Personal information
- Born: 2 February 1981 (age 44) Keighley, West Yorkshire, England
- Height: 6 ft 3 in (1.91 m)
- Weight: 17 st 0 lb (108 kg)

Playing information
- Position: Prop, Second-row
Club
| Years | Team | Pld | T | G | FG | P |
| 2001–04 | Bradford Bulls | 27 | 0 | 0 | 0 | 0 |
| 2002(loan) | → Keighley Cougars | 7 | 0 | 0 | 0 | 0 |
| 2002(loan) | → London Broncos | 8 | 2 | 0 | 0 | 8 |
| 2004(loan) | → London Broncos | 7 | 0 | 0 | 0 | 0 |
| 2005–06 | Leigh Centurions | 17 | 5 | 0 | 0 | 20 |
| 2007–10 | Wakefield Trinity Wildcats | 101 | 9 | 0 | 0 | 36 |
| 2011 | Crusaders RL | 22 | 1 | 0 | 0 | 4 |
| 2012–13 | Leeds Rhinos | 32 | 1 | 0 | 0 | 4 |
| 2013(loan) | → Hunslet Hawks | 7 | 1 | 0 | 0 | 4 |
| 2014 | Wakefield Trinity Wildcats | 16 | 2 | 0 | 0 | 8 |
| 2014 | Hunslet Hawks | 6 | 3 | 0 | 0 | 12 |
| 2015–16 | Halifax | 55 | 2 | 0 | 0 | 8 |
| 2017–18 | Featherstone Rovers | 44 | 1 | 0 | 0 | 4 |
| 2019 | Hunslet | 1 | 0 | 0 | 0 | 0 |
|  | Total | 350 | 27 | 0 | 0 | 108 |
- Source: As of 18 May 2018

= Richard Moore (rugby league) =

English rugby league footballer

Richard Moore (born 2 February 1981) is an English former professional rugby league footballer who last played as a for Hunslet in League 1.

==Background==
Moore was born in Keighley, West Yorkshire, England

==Playing career==
He previously played for the Bradford Bulls, London Broncos, Leigh Centurions, Wakefield Trinity Wildcats, Crusaders RL, Leeds Rhinos, Halifax and Featherstone Rovers.

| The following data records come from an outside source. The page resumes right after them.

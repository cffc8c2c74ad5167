//! Engine contexts.
//!
//! A context is built from a fixed list of plugin libraries and owns the
//! name → implementation tables used to lay out and render graphs. Layouts
//! are stored on the graph (per subgraph view) and tagged with the id of the
//! context that produced them.

use std::collections::BTreeMap;
use std::ffi::{CStr, CString};
use std::sync::atomic::{AtomicU64, Ordering};

use super::Failure;
use super::diag;
use super::graph::{Graph, SubgraphId};
use super::layout::{self, LayoutEngine};
use super::plugin::{ApiKind, PluginImpl, PreloadedSymbol};
use super::render::Renderer;
use crate::config::EngineFlags;

static NEXT_ID: AtomicU64 = AtomicU64::new(1);

/// Bytes produced by one render call.
#[derive(Debug, Clone, PartialEq, Eq)]
pub struct RenderData(Vec<u8>);

impl RenderData {
    pub fn as_bytes(&self) -> &[u8] {
        &self.0
    }

    pub fn len(&self) -> usize {
        self.0.len()
    }

    pub fn is_empty(&self) -> bool {
        self.0.is_empty()
    }

    pub fn into_bytes(self) -> Vec<u8> {
        self.0
    }
}

struct Registered<T: ?Sized + 'static> {
    quality: i32,
    imp: &'static T,
}

pub struct Context {
    id: u64,
    version: CString,
    layouts: BTreeMap<&'static str, Registered<dyn LayoutEngine>>,
    renderers: BTreeMap<&'static str, Registered<dyn Renderer>>,
}

impl std::fmt::Debug for Context {
    fn fmt(&self, f: &mut std::fmt::Formatter<'_>) -> std::fmt::Result {
        f.debug_struct("Context")
            .field("id", &self.id)
            .field("layouts", &self.layouts.keys().collect::<Vec<_>>())
            .field("renderers", &self.renderers.keys().collect::<Vec<_>>())
            .finish()
    }
}

fn register<T: ?Sized>(
    table: &mut BTreeMap<&'static str, Registered<T>>,
    name: &'static str,
    quality: i32,
    imp: &'static T,
) {
    match table.get(name) {
        Some(existing) if existing.quality >= quality => {}
        _ => {
            table.insert(name, Registered { quality, imp });
        }
    }
}

impl Context {
    /// Build a context that knows every implementation in `symbols`.
    pub fn with_plugins(symbols: &[PreloadedSymbol]) -> Result<Context, Failure> {
        if symbols.is_empty() {
            diag::error("no plugin libraries were provided");
            return Err(Failure);
        }

        let mut layouts = BTreeMap::new();
        let mut renderers = BTreeMap::new();
        for sym in symbols {
            for api in sym.library.apis {
                for ty in api.types {
                    match ty.imp {
                        PluginImpl::Layout(imp) => register(&mut layouts, ty.name, ty.quality, imp),
                        PluginImpl::Render(imp) => register(&mut renderers, ty.name, ty.quality, imp),
                    }
                }
            }
            tracing::debug!(target: "viz::engine", symbol = sym.symbol, library = sym.library.name, "plugin library loaded");
        }

        let version = CString::new(env!("VIZ_ENGINE_VERSION")).map_err(|_| {
            diag::error("engine version string contains a NUL byte");
            Failure
        })?;

        let id = NEXT_ID.fetch_add(1, Ordering::Relaxed);
        tracing::debug!(target: "viz::engine", context = id, "context created");
        Ok(Context {
            id,
            version,
            layouts,
            renderers,
        })
    }

    pub fn id(&self) -> u64 {
        self.id
    }

    pub fn version(&self) -> &CStr {
        &self.version
    }

    fn names(&self, kind: ApiKind) -> Vec<&'static str> {
        match kind {
            ApiKind::Layout => self.layouts.keys().copied().collect(),
            ApiKind::Render => self.renderers.keys().copied().collect(),
        }
    }

    /// Sorted, de-duplicated implementation names of `kind`.
    pub fn plugin_list(&self, kind: &str) -> Option<Vec<String>> {
        let Some(kind) = ApiKind::from_name(kind) else {
            diag::error(format!(
                "unknown plugin kind \"{kind}\". Use one of: device layout render"
            ));
            return None;
        };
        Some(self.names(kind).into_iter().map(str::to_string).collect())
    }

    /// Lay out the `sub` view of `graph` with `engine`, replacing any layout
    /// already attached to that view.
    pub fn layout(&self, graph: &mut Graph, sub: SubgraphId, engine: &str) -> Result<(), Failure> {
        self.free_layout(graph, sub);

        let Some(reg) = self.layouts.get(engine) else {
            diag::error(format!(
                "Layout type: \"{engine}\" not recognized. Use one of: {}",
                self.names(ApiKind::Layout).join(" ")
            ));
            return Err(Failure);
        };

        let flags = EngineFlags::current();
        let result = layout::compute(engine, reg.imp, graph, sub, self.id, &flags);
        tracing::debug!(
            target: "viz::engine",
            engine,
            nodes = result.nodes.len(),
            edges = result.edges.len(),
            "layout computed"
        );
        graph.attach_layout(sub, result);
        Ok(())
    }

    /// Drop the layout attached to the `sub` view, if any.
    pub fn free_layout(&self, graph: &mut Graph, sub: SubgraphId) {
        if let Some(old) = graph.detach_layout(sub) {
            tracing::trace!(target: "viz::engine", engine = %old.engine, "layout freed");
        }
    }

    pub fn render(&self, graph: &Graph, sub: SubgraphId, format: &str) -> Result<RenderData, Failure> {
        let Some(reg) = self.renderers.get(format) else {
            diag::error(format!(
                "Format: \"{format}\" not recognized. Use one of: {}",
                self.names(ApiKind::Render).join(" ")
            ));
            return Err(Failure);
        };
        // A layout is only valid for the context that produced it.
        let Some(layout) = graph.layout(sub).filter(|l| l.context == self.id) else {
            diag::error("Layout was not done");
            return Err(Failure);
        };

        let bytes = reg.imp.render(graph, sub, layout, &EngineFlags::current());
        tracing::debug!(target: "viz::engine", format, bytes = bytes.len(), "render complete");
        Ok(RenderData(bytes))
    }

    /// Release engine-side resources held for this context.
    pub fn finalize(&mut self) {
        tracing::debug!(target: "viz::engine", context = self.id, "context finalized");
    }
}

Moore originally started his career in the Leeds Rhinos Academy but never made a first team appearance. He then played for Bradford Bulls, London Broncos and Leigh Centurions, before joining Wakefield Trinity ahead of the 2007 season. Moore missed the start of the 2009 season after being diagnosed with Crohn's disease. He left Wakefield at the end of the 2010 season to join Crusaders.

On 12 August 2011, Moore re-signed for Leeds, the club where he began his career as an academy player, but failed to make a first team appearance. He then had a second spell at Wakefield Trinity Wildcats in the 2014 season.